Task instructions: With the line containing "to the pipeline." as the start and the line containing "task failed, resetting" as the end, transcribe that span of the entries below exactly, including both.
─── Source records
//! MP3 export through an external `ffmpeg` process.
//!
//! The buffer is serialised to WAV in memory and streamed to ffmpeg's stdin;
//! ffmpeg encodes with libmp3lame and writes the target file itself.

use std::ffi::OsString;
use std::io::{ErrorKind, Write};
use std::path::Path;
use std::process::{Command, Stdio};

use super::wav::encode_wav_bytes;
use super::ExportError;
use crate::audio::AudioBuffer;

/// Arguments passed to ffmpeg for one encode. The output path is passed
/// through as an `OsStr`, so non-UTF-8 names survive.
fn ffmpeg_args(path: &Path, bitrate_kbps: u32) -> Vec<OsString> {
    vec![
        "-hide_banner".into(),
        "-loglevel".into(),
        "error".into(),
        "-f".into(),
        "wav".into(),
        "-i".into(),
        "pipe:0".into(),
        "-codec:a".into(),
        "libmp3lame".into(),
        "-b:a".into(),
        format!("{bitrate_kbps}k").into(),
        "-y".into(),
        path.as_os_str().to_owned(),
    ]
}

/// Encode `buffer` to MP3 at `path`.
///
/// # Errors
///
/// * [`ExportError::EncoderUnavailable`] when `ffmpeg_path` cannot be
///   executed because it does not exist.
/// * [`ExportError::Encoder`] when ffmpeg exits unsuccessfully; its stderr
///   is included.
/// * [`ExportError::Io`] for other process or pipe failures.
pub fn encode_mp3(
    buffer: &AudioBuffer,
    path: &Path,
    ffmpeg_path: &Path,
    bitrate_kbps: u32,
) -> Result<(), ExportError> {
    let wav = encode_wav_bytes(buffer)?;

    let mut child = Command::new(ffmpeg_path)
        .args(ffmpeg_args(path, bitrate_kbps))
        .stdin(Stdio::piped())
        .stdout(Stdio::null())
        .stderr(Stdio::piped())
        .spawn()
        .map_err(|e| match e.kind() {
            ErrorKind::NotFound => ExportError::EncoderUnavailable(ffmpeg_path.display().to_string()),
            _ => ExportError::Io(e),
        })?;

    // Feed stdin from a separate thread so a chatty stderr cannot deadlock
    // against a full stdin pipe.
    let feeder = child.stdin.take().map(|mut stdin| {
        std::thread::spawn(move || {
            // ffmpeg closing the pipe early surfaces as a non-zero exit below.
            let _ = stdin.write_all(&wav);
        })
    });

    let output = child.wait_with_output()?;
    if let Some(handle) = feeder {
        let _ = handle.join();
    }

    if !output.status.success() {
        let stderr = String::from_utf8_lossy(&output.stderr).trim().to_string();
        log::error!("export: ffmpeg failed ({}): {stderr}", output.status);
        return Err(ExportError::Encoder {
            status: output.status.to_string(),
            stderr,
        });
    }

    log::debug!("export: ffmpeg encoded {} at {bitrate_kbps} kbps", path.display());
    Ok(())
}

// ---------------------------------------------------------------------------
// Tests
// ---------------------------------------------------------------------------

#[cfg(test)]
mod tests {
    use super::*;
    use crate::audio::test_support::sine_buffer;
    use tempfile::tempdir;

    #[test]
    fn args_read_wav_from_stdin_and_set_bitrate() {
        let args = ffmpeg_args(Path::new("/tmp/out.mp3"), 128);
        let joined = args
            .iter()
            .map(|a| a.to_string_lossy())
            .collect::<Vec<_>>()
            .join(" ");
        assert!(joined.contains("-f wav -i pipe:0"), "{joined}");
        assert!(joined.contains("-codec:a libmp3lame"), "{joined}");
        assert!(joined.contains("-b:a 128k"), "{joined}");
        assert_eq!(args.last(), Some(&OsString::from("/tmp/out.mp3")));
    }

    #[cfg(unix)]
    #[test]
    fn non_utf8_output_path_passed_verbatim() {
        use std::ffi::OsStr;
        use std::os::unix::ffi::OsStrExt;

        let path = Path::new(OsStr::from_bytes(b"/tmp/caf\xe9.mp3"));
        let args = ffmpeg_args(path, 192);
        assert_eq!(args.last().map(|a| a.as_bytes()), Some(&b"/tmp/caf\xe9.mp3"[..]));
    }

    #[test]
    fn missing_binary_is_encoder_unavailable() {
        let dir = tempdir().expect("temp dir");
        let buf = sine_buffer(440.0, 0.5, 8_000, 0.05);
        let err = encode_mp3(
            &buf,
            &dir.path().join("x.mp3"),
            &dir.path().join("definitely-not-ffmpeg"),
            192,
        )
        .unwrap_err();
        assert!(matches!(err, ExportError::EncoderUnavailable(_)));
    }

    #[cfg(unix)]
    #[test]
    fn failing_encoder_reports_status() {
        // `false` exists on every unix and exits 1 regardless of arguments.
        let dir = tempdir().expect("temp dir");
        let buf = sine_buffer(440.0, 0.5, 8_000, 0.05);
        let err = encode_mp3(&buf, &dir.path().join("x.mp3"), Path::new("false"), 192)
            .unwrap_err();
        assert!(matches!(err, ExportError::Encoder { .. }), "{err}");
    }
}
──────
─── Source records
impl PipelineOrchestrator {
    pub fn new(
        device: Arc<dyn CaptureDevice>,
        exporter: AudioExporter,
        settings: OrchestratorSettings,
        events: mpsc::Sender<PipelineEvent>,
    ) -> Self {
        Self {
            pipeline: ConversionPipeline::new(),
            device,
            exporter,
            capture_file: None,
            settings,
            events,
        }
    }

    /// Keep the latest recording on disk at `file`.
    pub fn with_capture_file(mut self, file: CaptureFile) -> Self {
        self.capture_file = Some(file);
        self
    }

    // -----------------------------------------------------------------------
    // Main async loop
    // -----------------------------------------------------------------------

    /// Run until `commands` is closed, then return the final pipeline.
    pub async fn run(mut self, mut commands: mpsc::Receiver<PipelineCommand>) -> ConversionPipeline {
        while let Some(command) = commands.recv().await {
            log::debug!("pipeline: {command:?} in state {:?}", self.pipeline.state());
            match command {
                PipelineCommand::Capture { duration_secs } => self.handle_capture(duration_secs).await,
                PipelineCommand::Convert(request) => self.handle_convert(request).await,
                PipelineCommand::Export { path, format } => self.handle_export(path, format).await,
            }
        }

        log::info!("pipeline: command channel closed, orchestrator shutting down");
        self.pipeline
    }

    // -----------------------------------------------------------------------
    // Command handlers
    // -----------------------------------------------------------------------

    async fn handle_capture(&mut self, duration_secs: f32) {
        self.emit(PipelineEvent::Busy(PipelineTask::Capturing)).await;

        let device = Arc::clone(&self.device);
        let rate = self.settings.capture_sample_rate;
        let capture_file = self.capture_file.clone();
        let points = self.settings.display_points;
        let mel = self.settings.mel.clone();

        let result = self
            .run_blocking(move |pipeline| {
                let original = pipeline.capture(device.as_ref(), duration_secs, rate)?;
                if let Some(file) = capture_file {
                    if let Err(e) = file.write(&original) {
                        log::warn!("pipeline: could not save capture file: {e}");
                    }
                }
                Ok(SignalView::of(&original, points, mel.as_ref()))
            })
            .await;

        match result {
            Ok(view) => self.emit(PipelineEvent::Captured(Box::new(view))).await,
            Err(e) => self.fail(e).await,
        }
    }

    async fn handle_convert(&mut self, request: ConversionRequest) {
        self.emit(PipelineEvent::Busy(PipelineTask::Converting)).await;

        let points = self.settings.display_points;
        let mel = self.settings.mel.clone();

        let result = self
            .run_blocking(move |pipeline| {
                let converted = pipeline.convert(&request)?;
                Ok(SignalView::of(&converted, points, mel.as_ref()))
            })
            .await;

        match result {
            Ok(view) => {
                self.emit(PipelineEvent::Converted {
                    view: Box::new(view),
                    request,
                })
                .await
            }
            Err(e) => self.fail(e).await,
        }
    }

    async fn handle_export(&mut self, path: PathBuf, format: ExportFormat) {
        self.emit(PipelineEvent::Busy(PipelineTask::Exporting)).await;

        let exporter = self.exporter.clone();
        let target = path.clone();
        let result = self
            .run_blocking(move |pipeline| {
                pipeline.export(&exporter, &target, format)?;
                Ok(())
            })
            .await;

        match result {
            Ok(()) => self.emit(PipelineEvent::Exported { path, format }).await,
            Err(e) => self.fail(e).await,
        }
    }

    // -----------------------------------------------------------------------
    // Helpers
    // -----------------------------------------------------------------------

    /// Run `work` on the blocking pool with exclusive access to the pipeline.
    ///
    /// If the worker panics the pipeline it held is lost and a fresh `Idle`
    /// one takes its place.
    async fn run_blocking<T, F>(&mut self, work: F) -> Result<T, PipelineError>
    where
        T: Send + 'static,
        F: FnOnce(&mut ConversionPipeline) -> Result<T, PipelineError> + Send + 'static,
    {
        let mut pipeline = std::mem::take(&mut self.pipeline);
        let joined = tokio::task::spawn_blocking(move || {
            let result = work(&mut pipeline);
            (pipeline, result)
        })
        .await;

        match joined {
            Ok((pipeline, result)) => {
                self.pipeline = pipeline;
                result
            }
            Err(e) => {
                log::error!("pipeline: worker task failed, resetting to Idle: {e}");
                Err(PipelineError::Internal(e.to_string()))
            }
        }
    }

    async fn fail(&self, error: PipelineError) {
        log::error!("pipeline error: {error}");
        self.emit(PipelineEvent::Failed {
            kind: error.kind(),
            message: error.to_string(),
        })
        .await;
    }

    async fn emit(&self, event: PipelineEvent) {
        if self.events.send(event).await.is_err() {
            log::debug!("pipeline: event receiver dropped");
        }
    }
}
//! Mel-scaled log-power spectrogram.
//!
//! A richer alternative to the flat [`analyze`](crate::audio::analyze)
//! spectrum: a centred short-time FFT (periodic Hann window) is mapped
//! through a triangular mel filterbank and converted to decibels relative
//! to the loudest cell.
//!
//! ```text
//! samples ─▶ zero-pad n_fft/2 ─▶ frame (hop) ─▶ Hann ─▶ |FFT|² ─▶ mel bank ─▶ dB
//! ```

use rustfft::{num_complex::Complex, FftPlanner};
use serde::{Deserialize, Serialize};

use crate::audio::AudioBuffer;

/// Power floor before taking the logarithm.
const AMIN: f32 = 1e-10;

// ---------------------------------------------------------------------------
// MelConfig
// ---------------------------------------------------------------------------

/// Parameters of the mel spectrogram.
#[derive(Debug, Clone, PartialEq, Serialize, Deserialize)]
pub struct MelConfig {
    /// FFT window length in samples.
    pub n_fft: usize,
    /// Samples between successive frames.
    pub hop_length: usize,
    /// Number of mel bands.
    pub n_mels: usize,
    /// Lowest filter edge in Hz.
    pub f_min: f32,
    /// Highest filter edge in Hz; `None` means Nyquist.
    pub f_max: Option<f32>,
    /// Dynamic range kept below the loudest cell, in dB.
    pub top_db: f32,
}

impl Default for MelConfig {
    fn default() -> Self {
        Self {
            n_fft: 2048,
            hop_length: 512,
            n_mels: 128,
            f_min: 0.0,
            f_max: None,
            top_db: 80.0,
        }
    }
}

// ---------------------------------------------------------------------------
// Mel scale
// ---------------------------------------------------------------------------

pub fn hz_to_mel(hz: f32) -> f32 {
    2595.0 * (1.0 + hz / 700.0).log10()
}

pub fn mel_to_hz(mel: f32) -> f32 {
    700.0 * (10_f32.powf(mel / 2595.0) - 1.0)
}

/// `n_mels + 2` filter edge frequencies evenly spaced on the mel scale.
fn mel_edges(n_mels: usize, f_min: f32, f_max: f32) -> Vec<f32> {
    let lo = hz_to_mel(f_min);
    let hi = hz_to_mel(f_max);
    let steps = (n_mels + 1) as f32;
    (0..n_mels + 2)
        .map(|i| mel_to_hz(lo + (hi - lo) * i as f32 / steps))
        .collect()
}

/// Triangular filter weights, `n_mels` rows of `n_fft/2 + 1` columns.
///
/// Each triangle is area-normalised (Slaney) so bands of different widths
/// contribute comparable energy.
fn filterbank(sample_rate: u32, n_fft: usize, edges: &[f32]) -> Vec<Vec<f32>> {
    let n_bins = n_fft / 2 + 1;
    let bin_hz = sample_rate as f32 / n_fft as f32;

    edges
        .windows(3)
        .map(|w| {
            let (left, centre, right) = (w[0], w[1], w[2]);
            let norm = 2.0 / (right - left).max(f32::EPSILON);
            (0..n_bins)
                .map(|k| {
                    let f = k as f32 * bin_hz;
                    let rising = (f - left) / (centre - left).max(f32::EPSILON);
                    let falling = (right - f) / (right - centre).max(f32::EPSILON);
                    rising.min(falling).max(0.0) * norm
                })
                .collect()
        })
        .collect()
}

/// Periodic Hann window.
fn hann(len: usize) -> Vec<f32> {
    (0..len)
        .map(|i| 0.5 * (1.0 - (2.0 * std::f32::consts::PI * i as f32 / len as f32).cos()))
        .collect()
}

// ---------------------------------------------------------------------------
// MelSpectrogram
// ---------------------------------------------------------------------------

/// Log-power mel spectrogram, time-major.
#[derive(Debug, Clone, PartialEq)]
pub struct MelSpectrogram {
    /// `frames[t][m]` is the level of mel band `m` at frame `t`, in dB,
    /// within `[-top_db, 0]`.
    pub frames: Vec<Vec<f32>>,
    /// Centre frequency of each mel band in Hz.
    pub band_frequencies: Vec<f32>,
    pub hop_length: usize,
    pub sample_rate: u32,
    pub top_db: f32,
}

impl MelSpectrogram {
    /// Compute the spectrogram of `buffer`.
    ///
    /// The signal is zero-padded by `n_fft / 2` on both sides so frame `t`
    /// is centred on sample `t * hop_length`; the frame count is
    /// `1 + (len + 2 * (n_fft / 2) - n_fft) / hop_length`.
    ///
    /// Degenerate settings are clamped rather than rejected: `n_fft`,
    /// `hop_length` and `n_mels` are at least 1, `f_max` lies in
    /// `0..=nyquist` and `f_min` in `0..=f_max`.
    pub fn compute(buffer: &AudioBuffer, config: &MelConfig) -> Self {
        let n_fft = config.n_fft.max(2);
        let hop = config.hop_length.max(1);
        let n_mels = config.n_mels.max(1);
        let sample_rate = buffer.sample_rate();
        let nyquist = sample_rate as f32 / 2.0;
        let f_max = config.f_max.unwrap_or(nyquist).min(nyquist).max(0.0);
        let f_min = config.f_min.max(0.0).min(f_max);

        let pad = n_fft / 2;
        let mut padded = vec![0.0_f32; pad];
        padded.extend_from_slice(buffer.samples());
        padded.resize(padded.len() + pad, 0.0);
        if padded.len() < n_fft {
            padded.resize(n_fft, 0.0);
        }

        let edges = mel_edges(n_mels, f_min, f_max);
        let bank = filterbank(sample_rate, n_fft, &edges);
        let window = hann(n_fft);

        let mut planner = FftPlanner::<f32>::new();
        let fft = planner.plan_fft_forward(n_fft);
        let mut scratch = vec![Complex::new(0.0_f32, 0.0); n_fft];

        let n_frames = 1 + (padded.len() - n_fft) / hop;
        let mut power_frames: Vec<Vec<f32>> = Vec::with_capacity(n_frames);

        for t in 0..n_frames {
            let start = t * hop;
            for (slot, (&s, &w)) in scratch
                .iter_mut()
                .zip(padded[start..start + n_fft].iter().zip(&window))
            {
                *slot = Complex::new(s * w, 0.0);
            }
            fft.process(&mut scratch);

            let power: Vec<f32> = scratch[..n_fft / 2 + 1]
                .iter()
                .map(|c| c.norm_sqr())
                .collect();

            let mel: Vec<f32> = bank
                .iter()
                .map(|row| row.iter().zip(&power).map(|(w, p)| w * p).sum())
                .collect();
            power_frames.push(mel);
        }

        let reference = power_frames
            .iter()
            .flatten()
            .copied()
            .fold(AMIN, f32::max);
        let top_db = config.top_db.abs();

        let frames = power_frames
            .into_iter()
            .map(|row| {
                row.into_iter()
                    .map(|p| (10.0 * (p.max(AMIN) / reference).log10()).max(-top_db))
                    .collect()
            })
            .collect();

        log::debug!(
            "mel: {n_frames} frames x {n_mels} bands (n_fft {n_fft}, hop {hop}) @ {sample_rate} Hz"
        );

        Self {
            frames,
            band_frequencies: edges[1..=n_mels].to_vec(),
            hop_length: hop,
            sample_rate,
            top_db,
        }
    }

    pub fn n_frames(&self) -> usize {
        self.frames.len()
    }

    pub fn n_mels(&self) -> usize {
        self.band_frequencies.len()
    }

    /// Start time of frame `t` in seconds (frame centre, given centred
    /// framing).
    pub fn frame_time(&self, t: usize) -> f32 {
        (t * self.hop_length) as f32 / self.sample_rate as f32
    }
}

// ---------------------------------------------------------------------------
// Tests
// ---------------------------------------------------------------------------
──────
Final answer:
    /// Run `work` on the blocking pool with exclusive access to the pipeline.
    ///
    /// If the worker panics the pipeline it held is lost and a fresh `Idle`
    /// one takes its place.
    async fn run_blocking<T, F>(&mut self, work: F) -> Result<T, PipelineError>
    where
        T: Send + 'static,
        F: FnOnce(&mut ConversionPipeline) -> Result<T, PipelineError> + Send + 'static,
    {
        let mut pipeline = std::mem::take(&mut self.pipeline);
        let joined = tokio::task::spawn_blocking(move || {
            let result = work(&mut pipeline);
            (pipeline, result)
        })
        .await;

        match joined {
            Ok((pipeline, result)) => {
                self.pipeline = pipeline;
                result
            }
            Err(e) => {
                log::error!("pipeline: worker task failed, resetting to Idle: {e}");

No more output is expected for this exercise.